だってそんなこと言ったらタウロ、おまえさんなぞ・・・いや、なんでもない。」
なんでもないことにする。でもあまり空気の読めないスナロアが続けちゃう。
「あぁ、確かに。なんだかきみは孫想いのやさしいおじいさんになるような・・・」
せっかくだからノルも乗る。
「さいしゅーてきに「キペ、~なんだよ」とかしゃべりかたまでかわるきがする。」
火に当たっている男もまた振り返って深く深く頷く。どうでもいい。
「おーおーなんだよあんたら揃いも揃って・・・な、なんか転機になることでもあったんじゃねーの? 知らねーけどよ。
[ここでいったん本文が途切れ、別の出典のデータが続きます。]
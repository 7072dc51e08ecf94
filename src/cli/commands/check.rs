//! Check command implementation.
//!
//! The `verge check` command probes installed tools and enforces their
//! minimum versions. The gate outcome decides the exit code: any failing
//! or unprobeable tool makes the whole check fail.

use serde::Serialize;

use crate::cli::args::CheckArgs;
use crate::error::{Result, VergeError};
use crate::gate::Gate;
use crate::probe;
use crate::registry::{Registry, ToolSpec};
use crate::version::Version;

use super::dispatcher::{Command, CommandResult};
use super::display;

/// Outcome of gating a single tool.
#[derive(Debug, Serialize)]
pub struct CheckReport {
    /// Tool name.
    pub tool: String,
    /// Minimum version that was enforced.
    pub minimum: String,
    /// Version observed for the installed tool, when one was obtained.
    pub installed: Option<String>,
    /// Whether the gate passed.
    pub ok: bool,
    /// Failure message, when the gate did not pass.
    #[serde(skip_serializing_if = "Option::is_none")]
    pub error: Option<String>,
}

/// The check command implementation.
pub struct CheckCommand {
    args: CheckArgs,
    quiet: bool,
}

impl CheckCommand {
    /// Create a new check command.
    pub fn new(args: CheckArgs, quiet: bool) -> Self {
        Self { args, quiet }
    }

    /// Resolve which tool specs this invocation gates.
    ///
    /// A named tool uses its builtin definition, with `--min` overriding
    /// the minimum. A tool without a builtin definition requires `--min`.
    /// With no tool named, every known tool is gated.
    fn targets(&self, registry: &Registry) -> Result<Vec<ToolSpec>> {
        let min_override = match &self.args.min {
            Some(raw) => Some(raw.parse::<Version>()?),
            None => None,
        };

        let mut specs = Vec::new();
        match &self.args.tool {
            Some(name) => match registry.get(name) {
                Some(spec) => {
                    let mut spec = spec.clone();
                    if let Some(min) = min_override {
                        spec.minimum = min;
                    }
                    specs.push(spec);
                }
                None => {
                    let minimum = min_override
                        .ok_or_else(|| VergeError::UnknownTool { name: name.clone() })?;
                    specs.push(ToolSpec::new(name.clone(), minimum));
                }
            },
            None => {
                for name in registry.known_names() {
                    if let Some(spec) = registry.get(name) {
                        let mut spec = spec.clone();
                        if let Some(min) = &min_override {
                            spec.minimum = min.clone();
                        }
                        specs.push(spec);
                    }
                }
            }
        }
        Ok(specs)
    }

    /// Gate a single tool, turning every failure into a report entry.
    fn check_tool(&self, spec: &ToolSpec) -> CheckReport {
        let gate = Gate::new(spec.name.clone(), spec.minimum.clone());

        let installed = match &self.args.installed {
            Some(injected) => Ok(injected.clone()),
            None => probe::probe_version(spec).map(|probed| probed.installed),
        };

        match installed {
            Ok(installed) => match gate.check_str(&installed) {
                Ok(()) => CheckReport {
                    tool: spec.name.clone(),
                    minimum: spec.minimum.to_string(),
                    installed: Some(installed),
                    ok: true,
                    error: None,
                },
                Err(err) => CheckReport {
                    tool: spec.name.clone(),
                    minimum: spec.minimum.to_string(),
                    installed: Some(installed),
                    ok: false,
                    error: Some(err.to_string()),
                },
            },
            Err(err) => CheckReport {
                tool: spec.name.clone(),
                minimum: spec.minimum.to_string(),
                installed: None,
                ok: false,
                error: Some(err.to_string()),
            },
        }
    }
}

impl Command for CheckCommand {
    fn execute(&self) -> Result<CommandResult> {
        let registry = Registry::new();

        let specs = match self.targets(&registry) {
            Ok(specs) => specs,
            Err(VergeError::UnknownTool { name }) => {
                eprintln!(
                    "{}",
                    display::fail_line(&format!(
                        "unknown tool: {}. Pass --min to gate tools without a builtin minimum.",
                        name
                    ))
                );
                return Ok(CommandResult::failure(1));
            }
            Err(e) => return Err(e),
        };

        let reports: Vec<CheckReport> = specs.iter().map(|spec| self.check_tool(spec)).collect();

        if self.args.json {
            let json = serde_json::to_string_pretty(&reports).map_err(anyhow::Error::from)?;
            println!("{}", json);
        } else {
            for report in &reports {
                if report.ok {
                    if !self.quiet {
                        println!(
                            "{}",
                            display::pass_line(
                                &report.tool,
                                report.installed.as_deref().unwrap_or("?"),
                                &report.minimum,
                            )
                        );
                    }
                } else {
                    eprintln!(
                        "{}",
                        display::fail_line(report.error.as_deref().unwrap_or("check failed"))
                    );
                }
            }
        }

        if reports.iter().all(|report| report.ok) {
            Ok(CommandResult::success())
        } else {
            Ok(CommandResult::failure(1))
        }
    }
}

#[cfg(test)]
mod tests {
    use super::*;

    fn check_args(tool: Option<&str>, min: Option<&str>, installed: Option<&str>) -> CheckArgs {
        CheckArgs {
            tool: tool.map(String::from),
            min: min.map(String::from),
            installed: installed.map(String::from),
            json: false,
        }
    }

    #[test]
    fn targets_default_to_known_tools() {
        let cmd = CheckCommand::new(check_args(None, None, None), false);
        let specs = cmd.targets(&Registry::new()).unwrap();
        assert_eq!(specs.len(), 1);
        assert_eq!(specs[0].name, "bundler");
        assert_eq!(specs[0].minimum.to_string(), "1.16.5");
    }

    #[test]
    fn targets_min_overrides_builtin() {
        let cmd = CheckCommand::new(check_args(Some("bundler"), Some("2.0"), None), false);
        let specs = cmd.targets(&Registry::new()).unwrap();
        assert_eq!(specs[0].minimum.to_string(), "2.0");
    }

    #[test]
    fn targets_unknown_tool_without_min_is_an_error() {
        let cmd = CheckCommand::new(check_args(Some("frobnicator"), None, None), false);
        let err = cmd.targets(&Registry::new()).unwrap_err();
        assert!(matches!(err, VergeError::UnknownTool { .. }));
    }

    #[test]
    fn targets_unknown_tool_with_min_is_gated() {
        let cmd = CheckCommand::new(check_args(Some("frobnicator"), Some("3.1"), None), false);
        let specs = cmd.targets(&Registry::new()).unwrap();
        assert_eq!(specs[0].name, "frobnicator");
        assert_eq!(specs[0].minimum.to_string(), "3.1");
    }

    #[test]
    fn targets_reject_malformed_min() {
        let cmd = CheckCommand::new(check_args(Some("bundler"), Some("not.a.version"), None), false);
        let err = cmd.targets(&Registry::new()).unwrap_err();
        assert!(matches!(err, VergeError::InvalidVersion { .. }));
    }

    #[test]
    fn injected_version_passes_gate() {
        let cmd = CheckCommand::new(check_args(Some("bundler"), None, Some("1.16.5")), false);
        let specs = cmd.targets(&Registry::new()).unwrap();
        let report = cmd.check_tool(&specs[0]);
        assert!(report.ok);
        assert_eq!(report.installed.as_deref(), Some("1.16.5"));
        assert!(report.error.is_none());
    }

    #[test]
    fn injected_old_version_fails_gate() {
        let cmd = CheckCommand::new(check_args(Some("bundler"), None, Some("1.16.4")), false);
        let specs = cmd.targets(&Registry::new()).unwrap();
        let report = cmd.check_tool(&specs[0]);
        assert!(!report.ok);
        let message = report.error.unwrap();
        assert_eq!(
            message,
            "unsupported bundler version 1.16.4, please use 1.16.5 or more recent"
        );
    }

    #[test]
    fn injected_malformed_version_fails_gate() {
        let cmd = CheckCommand::new(check_args(Some("bundler"), None, Some("1.x.5")), false);
        let specs = cmd.targets(&Registry::new()).unwrap();
        let report = cmd.check_tool(&specs[0]);
        assert!(!report.ok);
        assert!(report.error.unwrap().contains("invalid version string"));
    }

    #[test]
    fn report_serializes_without_error_field_on_pass() {
        let report = CheckReport {
            tool: "bundler".into(),
            minimum: "1.16.5".into(),
            installed: Some("2.4.10".into()),
            ok: true,
            error: None,
        };
        let json = serde_json::to_string(&report).unwrap();
        assert!(json.contains("\"ok\":true"));
        assert!(!json.contains("\"error\""));
    }
}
・・・まぁいいや、とりあえずもう寝るべ。明日には先生んトコに連れてってやっからさ。虹目の、あんたも休みな。火は好きに使っていいからよ。」
言われずとも手近にある薪をくべて虹目の男は火炉の前で横たわっていた。
そんな男の傍で眠りたかったノルも椀を空けるより先に目が閉じている。
田舎の夜は早い。
部屋が夜空と同じ色に染まればもう寝息と寝言が並ぶだけだ。
ぱちぱちと爆ぜては揺らめく炉の火が心なし罪人の体に引き寄せられていたとしても、それに気付く者はいなかった。